# LunarLander RL Template: Q-Learning and DQN introduction

This notebook provides a reinforcement learning scaffold for **LunarLander-v3** (discrete) in **Gymnasium**.

You will be introduced to 2 different approaches:
- **A) Discretized Tabular Q-Learning**: bins the continuous state into discrete buckets, then learns a dictionary-based Q-table.
- **B) DQN (Deep Q-Network)**: uses your **MLP** to approximate the Q-function, with experience replay and a target network.

You will notice one will perform much better than the other.

In [None]:
#@title Environment setup for Colab
# This cell sets up all dependencies for the LunarLander notebook on Google Colab.
import sys, subprocess, os

def pipi(*args):
    subprocess.check_call([sys.executable, "-m", "pip", "install", *args])

# Upgrade base tools
pipi("--upgrade", "pip", "setuptools", "wheel")

# Gymnasium + Box2D
try:
    pipi("gymnasium[box2d]")
    try:
        pipi("box2d-py")
    except subprocess.CalledProcessError:
        print("[install] box2d-py failed; using Box2D fallback.")
        pipi("Box2D")
except subprocess.CalledProcessError:
    print("[install] gymnasium[box2d] failed; trying gymnasium and Box2D separately.")
    pipi("gymnasium")
    pipi("Box2D")

# Rendering / video / DL
pipi("pygame", "imageio", "imageio-ffmpeg", "matplotlib", "torch")
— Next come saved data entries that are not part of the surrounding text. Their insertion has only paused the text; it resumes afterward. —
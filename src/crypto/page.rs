use cbc::cipher::{BlockDecryptMut, BlockEncryptMut, KeyIvInit, block_padding::NoPadding};

use super::keys::PageKey;
use crate::{
    config::{IV_SIZE, PageLayout},
    error::{Error, Result},
};

type Aes256CbcDec = cbc::Decryptor<aes::Aes256>;
type Aes256CbcEnc = cbc::Encryptor<aes::Aes256>;

/// Decrypt one raw page into `out`.
///
/// Layout of a raw page:
/// ```text
/// [ salt (page 0 only) | AES-256-CBC ciphertext | reserve .. IV ]
/// ```
///
/// The IV is taken from the page's own reserve region and the reserve is
/// copied through unchanged after the payload. Page 0 is served according
/// to [`Page0Placement`](crate::config::Page0Placement): either shifted to
/// offset 0 with a zero tail, or in place with the salt span zeroed.
pub fn decrypt_page(
    raw: &[u8],
    out: &mut [u8],
    key: &PageKey,
    layout: &PageLayout,
    page_index: u64,
) -> Result<()> {
    check_page_len(raw.len(), out.len(), layout, page_index)?;

    let first = page_index == 0;
    let start = layout.cipher_start(first);
    let end = start + layout.cipher_len(first);
    let dst = layout.plain_start(first);
    let dst_end = dst + (end - start);
    let reserve_end = dst_end + layout.reserve_size;
    let iv = &raw[layout.iv_range()];

    let cipher = Aes256CbcDec::new_from_slices(key.as_bytes(), iv).map_err(|e| Error::Cipher {
        page: page_index,
        reason: e.to_string(),
    })?;
    cipher
        .decrypt_padded_b2b_mut::<NoPadding>(&raw[start..end], &mut out[dst..dst_end])
        .map_err(|e| Error::Cipher {
            page: page_index,
            reason: e.to_string(),
        })?;

    out[dst_end..reserve_end].copy_from_slice(&raw[end..]);
    out[reserve_end..].fill(0);
    out[..dst].fill(0);
    Ok(())
}

/// Encrypt one served-form page into `out`, embedding `iv` in the reserve.
///
/// Inverse of [`decrypt_page`]: `plain` is laid out the way the shim serves
/// it, and the span `decrypt_page` zero-fills on page 0 supplies the salt.
/// The shim itself never writes; this exists to build fixtures and for
/// tooling that produces files in the same format.
pub fn encrypt_page(
    plain: &[u8],
    out: &mut [u8],
    key: &PageKey,
    iv: &[u8; IV_SIZE],
    layout: &PageLayout,
    page_index: u64,
) -> Result<()> {
    check_page_len(plain.len(), out.len(), layout, page_index)?;

    let first = page_index == 0;
    let start = layout.cipher_start(first);
    let end = start + layout.cipher_len(first);
    let dst = layout.plain_start(first);
    let dst_end = dst + (end - start);
    let reserve_end = dst_end + layout.reserve_size;

    let cipher = Aes256CbcEnc::new_from_slices(key.as_bytes(), iv).map_err(|e| Error::Cipher {
        page: page_index,
        reason: e.to_string(),
    })?;
    cipher
        .encrypt_padded_b2b_mut::<NoPadding>(&plain[dst..dst_end], &mut out[start..end])
        .map_err(|e| Error::Cipher {
            page: page_index,
            reason: e.to_string(),
        })?;

    let salt = if dst > 0 { &plain[..dst] } else { &plain[reserve_end..] };
    out[..start].copy_from_slice(salt);
    out[end..].copy_from_slice(&plain[dst_end..reserve_end]);
    out[layout.iv_range()].copy_from_slice(iv);
    Ok(())
}

fn check_page_len(input: usize, output: usize, layout: &PageLayout, page: u64) -> Result<()> {
    if input != layout.page_size || output != layout.page_size {
        return Err(Error::Cipher {
            page,
            reason: format!(
                "buffer sizes {input}/{output} do not match page size {}",
                layout.page_size
            ),
        });
    }
    Ok(())
}

#[cfg(test)]
mod tests {
    use super::*;
    use crate::config::{IvPosition, Page0Placement};

    fn key(seed: u8) -> PageKey {
        PageKey::from_bytes([seed; 32])
    }

    fn plain_page(layout: &PageLayout, fill: u8) -> Vec<u8> {
        let mut page = vec![fill; layout.page_size];
        let reserve_start = layout.page_size - layout.reserve_size;
        page[reserve_start..].fill(0x5A);
        page
    }

    #[test]
    fn decrypts_inner_page() {
        let layout = PageLayout::default();
        let plain = plain_page(&layout, 0xAB);
        let iv = [7u8; 16];
        let mut raw = vec![0u8; layout.page_size];
        encrypt_page(&plain, &mut raw, &key(1), &iv, &layout, 3).unwrap();
        assert_ne!(&raw[..100], &plain[..100]);

        let mut out = vec![0u8; layout.page_size];
        decrypt_page(&raw, &mut out, &key(1), &layout, 3).unwrap();
        assert_eq!(&out[..4016], &plain[..4016]);
        // Reserve is copied through, IV included.
        assert_eq!(&out[4016..], &raw[4016..]);
        assert_eq!(&out[4080..], &iv);
    }

    #[test]
    fn first_page_is_shifted_over_the_salt() {
        let layout = PageLayout::default();
        let mut plain = plain_page(&layout, 0x11);
        plain[..16].copy_from_slice(b"SQLite format 3\0");
        plain[4080..].copy_from_slice(b"0123456789abcdef");
        let iv = [3u8; 16];
        let mut raw = vec![0u8; layout.page_size];
        encrypt_page(&plain, &mut raw, &key(2), &iv, &layout, 0).unwrap();
        assert_eq!(&raw[..16], b"0123456789abcdef");
        assert_eq!(&raw[4016..4080], &plain[4000..4064]);

        let mut out = vec![0xFFu8; layout.page_size];
        decrypt_page(&raw, &mut out, &key(2), &layout, 0).unwrap();
        assert_eq!(&out[..4000], &plain[..4000]);
        assert_eq!(&out[4000..4080], &raw[4016..]);
        assert_eq!(&out[4064..4080], &iv);
        assert_eq!(&out[4080..], &[0u8; 16]);
    }

    #[test]
    fn first_page_in_place_zeroes_salt() {
        let layout = PageLayout {
            page0: Page0Placement::InPlace,
            ..PageLayout::default()
        };
        let mut plain = plain_page(&layout, 0x11);
        plain[..16].copy_from_slice(b"0123456789abcdef");
        let mut raw = vec![0u8; layout.page_size];
        encrypt_page(&plain, &mut raw, &key(2), &[3u8; 16], &layout, 0).unwrap();
        assert_eq!(&raw[..16], b"0123456789abcdef");

        let mut out = vec![0xFFu8; layout.page_size];
        decrypt_page(&raw, &mut out, &key(2), &layout, 0).unwrap();
        assert_eq!(&out[..16], &[0u8; 16]);
        assert_eq!(&out[16..4016], &plain[16..4016]);
        assert_eq!(&out[4016..], &raw[4016..]);
    }

    #[test]
    fn iv_comes_from_the_page_itself() {
        let layout = PageLayout::default();
        let plain = plain_page(&layout, 0x42);
        let mut a = vec![0u8; layout.page_size];
        let mut b = vec![0u8; layout.page_size];
        encrypt_page(&plain, &mut a, &key(9), &[1u8; 16], &layout, 1).unwrap();
        encrypt_page(&plain, &mut b, &key(9), &[2u8; 16], &layout, 1).unwrap();
        assert_ne!(&a[..4016], &b[..4016]);

        let mut out_a = vec![0u8; layout.page_size];
        let mut out_b = vec![0u8; layout.page_size];
        decrypt_page(&a, &mut out_a, &key(9), &layout, 1).unwrap();
        decrypt_page(&b, &mut out_b, &key(9), &layout, 1).unwrap();
        assert_eq!(&out_a[..4016], &out_b[..4016]);
    }

    #[test]
    fn reserve_head_layout_round_trips() {
        let layout = PageLayout {
            iv_position: IvPosition::ReserveHead,
            ..PageLayout::default()
        };
        let plain = plain_page(&layout, 0x33);
        let mut raw = vec![0u8; layout.page_size];
        encrypt_page(&plain, &mut raw, &key(4), &[8u8; 16], &layout, 2).unwrap();
        assert_eq!(&raw[4016..4032], &[8u8; 16]);

        let mut out = vec![0u8; layout.page_size];
        decrypt_page(&raw, &mut out, &key(4), &layout, 2).unwrap();
        assert_eq!(&out[..4016], &plain[..4016]);
    }

    #[test]
    fn wrong_key_yields_different_plaintext() {
        let layout = PageLayout::default();
        let plain = plain_page(&layout, 0x77);
        let mut raw = vec![0u8; layout.page_size];
        encrypt_page(&plain, &mut raw, &key(5), &[0u8; 16], &layout, 1).unwrap();

        let mut out = vec![0u8; layout.page_size];
        decrypt_page(&raw, &mut out, &key(6), &layout, 1).unwrap();
        assert_ne!(&out[..4016], &plain[..4016]);
    }

    #[test]
    fn misaligned_span_is_a_cipher_error() {
        let layout = PageLayout {
            reserve_size: 81,
            ..PageLayout::default()
        };
        let raw = vec![0u8; layout.page_size];
        let mut out = vec![0u8; layout.page_size];
        let err = decrypt_page(&raw, &mut out, &key(1), &layout, 1).unwrap_err();
        assert!(matches!(err, Error::Cipher { page: 1, .. }));
    }

    #[test]
    fn wrong_buffer_size_is_a_cipher_error() {
        let layout = PageLayout::default();
        let raw = vec![0u8; 1024];
        let mut out = vec![0u8; layout.page_size];
        assert!(decrypt_page(&raw, &mut out, &key(1), &layout, 0).is_err());
    }
}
print("Setup complete. Continue below.")


In [None]:

import os, glob, random, math, time
from dataclasses import dataclass
from typing import Callable, Optional, Tuple, Dict

import numpy as np
import gymnasium as gym
from gymnasium.wrappers import RecordVideo

import torch
import torch.nn as nn
import torch.nn.functional as F
from torch import optim
from tqdm import tqdm

from IPython.display import Video, display

# ==== Global Configuration ====
ENV_ID = "LunarLander-v3"       # Discrete environment
SEED = 42
DEVICE = "cuda" if torch.cuda.is_available() else "cpu"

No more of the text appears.